At the present, development is in early stages, as this is an entirely crowd-sourced and volunteer-led project. We are focusing inititally on Module 5, Open Research Software and Open Source to run as a pilot for testing and receiving feedback. After this, the protocol and content will be revised, and then applied accordingly to the development of the remaining modules.

Contact us

Anyone can contribute to the Open Science MOOC, and participants are invited to please firstly join the open Slack channel. Secondly, please add yourself to the Development team on GitHub. Thirdly, please add yourself to the main MOOC website.

If you have questions about the project, please email us directly.

Stay tuned on what's happening on Twitter with @OpenSci_MOOC.

For partnerships, please see here.

Getting started

Each team will adhere to the MOOC planning template to structure development in a systematic way.

Altering the module content.

Modules are rendered from markdown files (here is a useful markdown cheatsheet) located in the content development folder.

Reporting issues

  • Search for existing issues. Please check to see if someone else has reported the same issue.

  • Share as much information as possible. Include operating system and version, browser and version. Also, include steps to reproduce the bug.

Project Setup

Refer to the README.

Content style

This is flexible to each module as required, and defined by each development team in advance as part of the protocol.

Code style

Flexible, as long as it is consistent. Ideally, all content would be drafted in markdown, for increasing re-use. This can be easily performed in R Studio, for example, which also has a GitHub interface to make collaborating on this project even simpler.

Please read this guide to familiarise yourself with this process. Which in itself, is actually fairly powerful for Open Science!

Pull requests

Please refer to each project's style guidelines and guidelines for submitting patches and additions. In general, we follow the "fork-and-pull" Git workflow.

NOTE: Be sure to merge the latest from "upstream" before making a pull request!

  • Fork the repo on GitHub

  • Clone the project to your own machine

  • Commit changes to your own branch

  • Push your work back up to your fork

  • Submit a Pull request so that we can review your changes

  • Try not to pollute your pull request with unintended changes and keep them simple and small. If possible, squash your commits.

  • Try to share how your code has been tested before submitting a pull request.

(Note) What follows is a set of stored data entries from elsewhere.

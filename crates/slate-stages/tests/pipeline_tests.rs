//! End-to-end pipeline runs over the default lifecycle

use std::sync::Arc;

use slate_core::{LifecycleError, RunParams, RunStage, StageDefinition, StageLifecycle, StageStatus};
use slate_quality::QualityProfile;
use slate_ssr::HookRecord;
use slate_stages::*;

fn params(autopilot: bool) -> RunParams {
    RunParams::new("run-ssr-test", "tenant-test", "https://example.com/listing").autopilot(autopilot)
}

fn pipeline(profile: &QualityProfile, source: Arc<dyn ContentSource>) -> StageLifecycle<PipelineRuntime> {
    let mut lifecycle = StageLifecycle::with_default_lifecycle();
    register_pipeline(&mut lifecycle, profile, source).unwrap();
    lifecycle
}

fn body<'a>(runtime: &'a PipelineRuntime, artifact_type: &str) -> &'a str {
    &runtime
        .artifact(artifact_type)
        .unwrap_or_else(|| panic!("missing artifact {}", artifact_type))
        .body
}

#[tokio::test]
async fn test_full_run_writes_ssr_artifacts_and_passes_gates() {
    let profile = QualityProfile::standard();
    let lifecycle = pipeline(&profile, Arc::new(FixtureSource::default()));
    let mut context = lifecycle.initialize_context(params(false));
    let mut runtime = PipelineRuntime::new(4242);

    lifecycle.start(&mut context, &mut runtime).await.unwrap();

    assert_eq!(context.current_stage(), RunStage::Done);
    assert!(context
        .stages()
        .iter()
        .all(|progress| progress.status == StageStatus::Completed));

    let config: serde_json::Value = serde_json::from_str(body(&runtime, "ssr_config")).unwrap();
    assert_eq!(config["embedding_model"], "text-embedding-3-small");
    assert_eq!(config["sets"], 6);
    assert_eq!(config["anchor_sets_version"], "andronoma-sim-v1");

    let responses: Vec<&str> = body(&runtime, "ssr_responses").lines().collect();
    assert!(!responses.is_empty());
    for line in &responses {
        let record: serde_json::Value = serde_json::from_str(line).unwrap();
        assert_eq!(record["derived_seed"].as_str().unwrap().len(), 32);
    }

    let thresholds = profile.ssr;
    let csv: Vec<&str> = body(&runtime, "ks_entropy").lines().collect();
    assert_eq!(csv[0], "persona_id,hook_id,ks,entropy");
    assert_eq!(csv.len(), 1 + 4);
    for row in &csv[1..] {
        let cells: Vec<&str> = row.split(',').collect();
        assert!(!cells[0].is_empty() && !cells[1].is_empty());
        assert!(cells[2].parse::<f64>().unwrap() >= thresholds.ks_min);
        assert!(cells[3].parse::<f64>().unwrap() >= thresholds.entropy_min);
    }

    assert!(runtime.artifact("ssr_pmf").is_some());
    assert!(runtime.artifact("separation").is_some());
    assert!(runtime.artifact("failure").is_none());

    let audit = runtime.ssr.as_ref().unwrap();
    assert!(audit.passed());
    assert_eq!(audit.evaluations.len(), 4);
    let total: f64 = audit.aggregate_pmf.iter().sum();
    assert!((total - 1.0).abs() < 1e-5);

    let manifest: serde_json::Value = serde_json::from_str(body(&runtime, "export_manifest")).unwrap();
    assert_eq!(manifest["seed"], 4242);
    assert_eq!(manifest["evaluations"], 4);
}

#[tokio::test]
async fn test_failed_ssr_gate_fails_run_with_audit() {
    let mut profile = QualityProfile::standard();
    profile.ssr.relevance_mean_min = 4.6;
    let lifecycle = pipeline(&profile, Arc::new(FixtureSource::default()));
    let mut context = lifecycle.initialize_context(params(false));
    let mut runtime = PipelineRuntime::new(4242);

    let err = lifecycle.start(&mut context, &mut runtime).await.unwrap_err();

    let reason = err.handler_reason().unwrap().to_string();
    assert!(reason.starts_with("GATE/ssr:"), "{}", reason);
    assert!(reason.contains("Relevance mean"));
    assert!(matches!(err, LifecycleError::HandlerFailure { stage: RunStage::Ssr, .. }));

    assert_eq!(context.current_stage(), RunStage::Failed);
    assert_eq!(context.status_of(RunStage::Ssr), Some(StageStatus::Failed));
    assert_eq!(context.status_of(RunStage::Qa), Some(StageStatus::Pending));
    assert_eq!(context.status_of(RunStage::Hooks), Some(StageStatus::Completed));

    let failure: serde_json::Value = serde_json::from_str(body(&runtime, "failure")).unwrap();
    assert_eq!(failure["violations"].as_array().unwrap().len(), 4);
    assert!(runtime.artifact("ssr_gates").is_some());
    assert!(runtime.artifact("export_manifest").is_none());
    assert!(!runtime.ssr.as_ref().unwrap().passed());
}

#[tokio::test]
async fn test_one_stale_hook_fails_stage_but_keeps_passing_audit() {
    let fixture = FixtureSource::default();
    let seed_context = pipeline(&QualityProfile::standard(), Arc::new(fixture.clone()))
        .initialize_context(params(false));
    let personas = fixture.personas(&seed_context).unwrap();
    let sharp = fixture.hooks(&seed_context, &personas).unwrap().remove(0);
    let stale = HookRecord {
        hook_id: "hook-stale".to_string(),
        hook_text: "Scheduling software for field crews".to_string(),
        novelty: 0.20,
        min_distance: 0.78,
        ..sharp.clone()
    };
    let source = StaticSource {
        personas,
        hooks: vec![sharp.clone(), stale],
        coverage: 0.9,
    };

    let lifecycle = pipeline(&QualityProfile::standard(), Arc::new(source));
    let mut context = lifecycle.initialize_context(params(false));
    let mut runtime = PipelineRuntime::new(4242);

    let err = lifecycle.start(&mut context, &mut runtime).await.unwrap_err();
    let reason = err.handler_reason().unwrap().to_string();
    assert!(reason.starts_with("GATE/ssr:"), "{}", reason);
    assert!(reason.contains("hook-stale"));
    assert!(!reason.contains(&sharp.hook_id));
    assert_eq!(context.status_of(RunStage::Ssr), Some(StageStatus::Failed));

    let failure: serde_json::Value = serde_json::from_str(body(&runtime, "failure")).unwrap();
    let violations = failure["violations"].as_array().unwrap();
    assert_eq!(violations.len(), 2);
    assert!(violations
        .iter()
        .all(|v| v.as_str().unwrap().contains(":hook-stale ")));

    let gates: Vec<SsrEvaluation> = serde_json::from_str(body(&runtime, "ssr_gates")).unwrap();
    assert_eq!(gates.len(), 4);
    for evaluation in &gates {
        let is_sharp = evaluation.id.ends_with(&format!(":{}", sharp.hook_id));
        assert_eq!(evaluation.ok, is_sharp, "{} {:?}", evaluation.id, evaluation.reason);
    }
    assert_eq!(runtime.ssr.as_ref().unwrap().failures().count(), 2);
}

#[tokio::test]
async fn test_fast_track_tier_fails_standard_content() {
    let profile = QualityProfile::standard();
    let lifecycle = pipeline(&profile, Arc::new(FixtureSource::default()));
    let mut context = lifecycle.initialize_context(params(false));
    let mut runtime = PipelineRuntime::new(4242);
    runtime.fast_track = true;

    let err = lifecycle.start(&mut context, &mut runtime).await.unwrap_err();
    assert!(err.handler_reason().unwrap().contains("Fast-track entropy"));
}

#[tokio::test]
async fn test_hook_too_close_to_corpus_fails_hooks_stage() {
    let fixture = FixtureSource::default();
    let scout = pipeline(&QualityProfile::standard(), Arc::new(fixture.clone()));
    let fixture_context = scout.initialize_context(params(false));

    let mut hooks = fixture.hooks(&fixture_context, &[]).unwrap();
    hooks[1].min_distance = 0.9;
    let source = StaticSource {
        personas: fixture.personas(&fixture_context).unwrap(),
        hooks,
        coverage: 0.9,
    };

    let lifecycle = pipeline(&QualityProfile::standard(), Arc::new(source));
    let mut context = lifecycle.initialize_context(params(false));
    let mut runtime = PipelineRuntime::new(1);

    let err = lifecycle.start(&mut context, &mut runtime).await.unwrap_err();
    assert!(err.handler_reason().unwrap().contains("Hook too similar to existing corpus"));
    assert_eq!(context.status_of(RunStage::Hooks), Some(StageStatus::Failed));
    assert!(runtime.ssr.is_none());
}

#[tokio::test]
async fn test_low_coverage_fails_qa_stage() {
    let lifecycle = pipeline(
        &QualityProfile::standard(),
        Arc::new(FixtureSource { coverage: 0.6 }),
    );
    let mut context = lifecycle.initialize_context(params(false));
    let mut runtime = PipelineRuntime::new(9);

    let err = lifecycle.start(&mut context, &mut runtime).await.unwrap_err();
    assert_eq!(
        err.handler_reason(),
        Some("GATE/qa: Coverage 0.60 below target 0.8")
    );
    assert_eq!(context.status_of(RunStage::Ssr), Some(StageStatus::Completed));
    assert_eq!(context.status_of(RunStage::Pack), Some(StageStatus::Pending));
    assert_eq!(runtime.coverage, Some(0.6));
    assert!(runtime.artifact("qa_report").is_some());
}

#[tokio::test]
async fn test_pack_refuses_without_ssr_audit() {
    let mut lifecycle = StageLifecycle::new(vec![StageDefinition::new(RunStage::Pack)]).unwrap();
    lifecycle
        .register_handler(RunStage::Pack, PackStage::new(&QualityProfile::standard()))
        .unwrap();
    let mut context = lifecycle.initialize_context(params(false));
    let mut runtime = PipelineRuntime::new(0);

    let err = lifecycle.start(&mut context, &mut runtime).await.unwrap_err();
    assert!(err.handler_reason().unwrap().starts_with("PACK/MISSING_AUDIT"));
}

#[tokio::test]
async fn test_autopilot_run_needs_three_resumes() {
    let lifecycle = pipeline(&QualityProfile::standard(), Arc::new(FixtureSource::default()));
    let mut context = lifecycle.initialize_context(params(true));
    let mut runtime = PipelineRuntime::new(77);

    lifecycle.start(&mut context, &mut runtime).await.unwrap();
    assert_eq!(context.blocked_stage(), Some(RunStage::Segments));
    assert!(runtime.artifact("personas").is_some());

    for gate in [RunStage::Segments, RunStage::Ssr, RunStage::Qa] {
        assert_eq!(context.blocked_stage(), Some(gate));
        lifecycle
            .resume_from_blocked(&mut context, gate, &mut runtime)
            .await
            .unwrap();
    }

    assert_eq!(context.current_stage(), RunStage::Done);
    assert!(runtime.artifact("export_manifest").is_some());
}

#[tokio::test]
async fn test_same_seed_reproduces_artifacts() {
    let profile = QualityProfile::standard();
    let mut bodies = Vec::new();
    for _ in 0..2 {
        let lifecycle = pipeline(&profile, Arc::new(FixtureSource::default()));
        let mut context = lifecycle.initialize_context(params(false));
        let mut runtime = PipelineRuntime::new(1234);
        lifecycle.start(&mut context, &mut runtime).await.unwrap();
        bodies.push((
            body(&runtime, "ssr_pmf").to_string(),
            body(&runtime, "ssr_responses").to_string(),
        ));
    }
    assert_eq!(bodies[0], bodies[1]);
}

  • If your PR resolves an issue, include closes #ISSUE_NUMBER in your commit message (or a synonym).

  • Review

    • If your PR is ready for review, another contributor will be assigned to review your PR.
    • The reviewer will accept or comment on the PR.
    • If needed address the comments left by the reviewer. Once you're ready to continue the review, ping the reviewer in a comment.
    • Once accepted your code will be merged to master.